Task prompt: Below are records; count the lines that contain "Command" and give only the total.

(Collected data)
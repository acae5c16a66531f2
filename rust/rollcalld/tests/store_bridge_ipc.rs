use serde_json::json;
use sha2::{Digest, Sha256};
use std::io::{BufRead, BufReader, Write};
use std::path::PathBuf;
use std::process::{Child, ChildStdin, ChildStdout, Command, Stdio};
use std::time::{SystemTime, UNIX_EPOCH};

const EMAIL: &str = "teacher@school.test";
const PASSWORD: &str = "pw-1234";

fn temp_dir(prefix: &str) -> PathBuf {
    let p = std::env::temp_dir().join(format!(
        "{}-{}",
        prefix,
        SystemTime::now()
            .duration_since(UNIX_EPOCH)
            .expect("clock")
            .as_nanos()
    ));
    std::fs::create_dir_all(&p).expect("create temp dir");
    p
}

fn spawn_sidecar(dir: &PathBuf) -> (Child, ChildStdin, BufReader<ChildStdout>) {
    let mut hasher = Sha256::new();
    hasher.update(PASSWORD.as_bytes());
    let config = json!({
        "accounts": [{ "email": EMAIL, "passwordSha256": format!("{:x}", hasher.finalize()) }]
    });
    let config_path = dir.join("config.json");
    std::fs::write(&config_path, config.to_string()).expect("write config");

    let exe = env!("CARGO_BIN_EXE_rollcalld");
    let mut child = Command::new(exe)
        .env("ROLLCALLD_CONFIG", &config_path)
        .env("ROLLCALLD_TODAY", "2026-10-18")
        .stdin(Stdio::piped())
        .stdout(Stdio::piped())
        .stderr(Stdio::null())
        .spawn()
        .expect("spawn rollcalld");
    let stdin = child.stdin.take().expect("child stdin");
    let stdout = child.stdout.take().expect("child stdout");
    (child, stdin, BufReader::new(stdout))
}

fn request(
    stdin: &mut ChildStdin,
    reader: &mut BufReader<ChildStdout>,
    id: &str,
    method: &str,
    params: serde_json::Value,
) -> serde_json::Value {
    let payload = json!({
        "id": id,
        "method": method,
        "params": params,
    });
    writeln!(stdin, "{}", payload).expect("write request");
    stdin.flush().expect("flush request");

    let mut line = String::new();
    reader.read_line(&mut line).expect("read response line");
    let value: serde_json::Value = serde_json::from_str(line.trim()).expect("parse response json");
    assert_eq!(value.get("id").and_then(|v| v.as_str()), Some(id));
    value
}

#[test]
fn live_backend_changes_flow_into_the_dashboard() {
    let dir = temp_dir("rollcalld-bridge");
    let (mut child, mut stdin, mut reader) = spawn_sidecar(&dir);

    let signed_in = request(
        &mut stdin,
        &mut reader,
        "1",
        "auth.signIn",
        json!({ "email": EMAIL, "password": PASSWORD }),
    );
    assert_eq!(signed_in["ok"], json!(true));

    let view = request(&mut stdin, &mut reader, "2", "dashboard.get", json!({}));
    assert_eq!(view["result"]["subjects"]["disabled"], json!(true));

    // Subjects arrive as a keyed object; roster arrives later.
    let _ = request(
        &mut stdin,
        &mut reader,
        "3",
        "store.load",
        json!({ "data": {
            "subjects": { "a": "Math", "b": "Art" },
            "activeSession": { "subject": "Art" }
        }}),
    );
    let view = request(&mut stdin, &mut reader, "4", "dashboard.get", json!({}));
    assert_eq!(view["result"]["subjects"]["selected"], json!("Art"));
    assert_eq!(view["result"]["activeDate"], json!("2026-10-18"));

    let _ = request(
        &mut stdin,
        &mut reader,
        "5",
        "store.set",
        json!({ "path": "students/s1", "value": { "name": "Ana <3" } }),
    );
    let _ = request(
        &mut stdin,
        &mut reader,
        "6",
        "store.set",
        json!({ "path": "attendance/Art/2026-10-18/s1", "value": { "time": "08:01" } }),
    );
    let html = request(&mut stdin, &mut reader, "7", "dashboard.html", json!({}));
    let tbody = html["result"]["tbody"].as_str().expect("tbody");
    assert!(tbody.contains("Ana &lt;3"));
    assert!(tbody.contains("class=\"status-present\">Present"));
    assert!(tbody.contains("<td>1/1</td><td>100.0%</td>"));

    // Attendance removed upstream.
    let _ = request(
        &mut stdin,
        &mut reader,
        "8",
        "store.remove",
        json!({ "path": "attendance/Art" }),
    );
    let view = request(&mut stdin, &mut reader, "9", "dashboard.get", json!({}));
    let row = &view["result"]["rows"][0];
    assert_eq!(row["status"], json!("Absent"));
    assert_eq!(row["fraction"], json!("0/0"));
    assert_eq!(row["percentage"], json!("0.0%"));

    drop(stdin);
    let _ = child.wait();
    let _ = std::fs::remove_dir_all(dir);
}

#[test]
fn disconnect_fails_sign_in_and_reconnect_catches_up() {
    let dir = temp_dir("rollcalld-offline");
    let (mut child, mut stdin, mut reader) = spawn_sidecar(&dir);

    let _ = request(
        &mut stdin,
        &mut reader,
        "1",
        "store.setConnected",
        json!({ "connected": false }),
    );
    let offline = request(
        &mut stdin,
        &mut reader,
        "2",
        "auth.signIn",
        json!({ "email": EMAIL, "password": PASSWORD }),
    );
    assert_eq!(offline["ok"], json!(false));
    assert_eq!(offline["error"]["details"]["kind"], json!("network"));

    let _ = request(
        &mut stdin,
        &mut reader,
        "3",
        "store.setConnected",
        json!({ "connected": true }),
    );
    let online = request(
        &mut stdin,
        &mut reader,
        "4",
        "auth.signIn",
        json!({ "email": EMAIL, "password": PASSWORD }),
    );
    assert_eq!(online["ok"], json!(true));

    // Writes made while offline show up once connectivity returns.
    let _ = request(
        &mut stdin,
        &mut reader,
        "5",
        "store.setConnected",
        json!({ "connected": false }),
    );
    let _ = request(
        &mut stdin,
        &mut reader,
        "6",
        "store.set",
        json!({ "path": "students", "value": { "s9": { "name": "Cy" } } }),
    );
    let view = request(&mut stdin, &mut reader, "7", "dashboard.get", json!({}));
    assert_eq!(view["result"]["rows"][0]["kind"], json!("placeholder"));

    let _ = request(
        &mut stdin,
        &mut reader,
        "8",
        "store.setConnected",
        json!({ "connected": true }),
    );
    let view = request(&mut stdin, &mut reader, "9", "dashboard.get", json!({}));
    assert_eq!(view["result"]["rows"][0]["name"], json!("Cy"));

    drop(stdin);
    let _ = child.wait();
    let _ = std::fs::remove_dir_all(dir);
}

Written answer: 2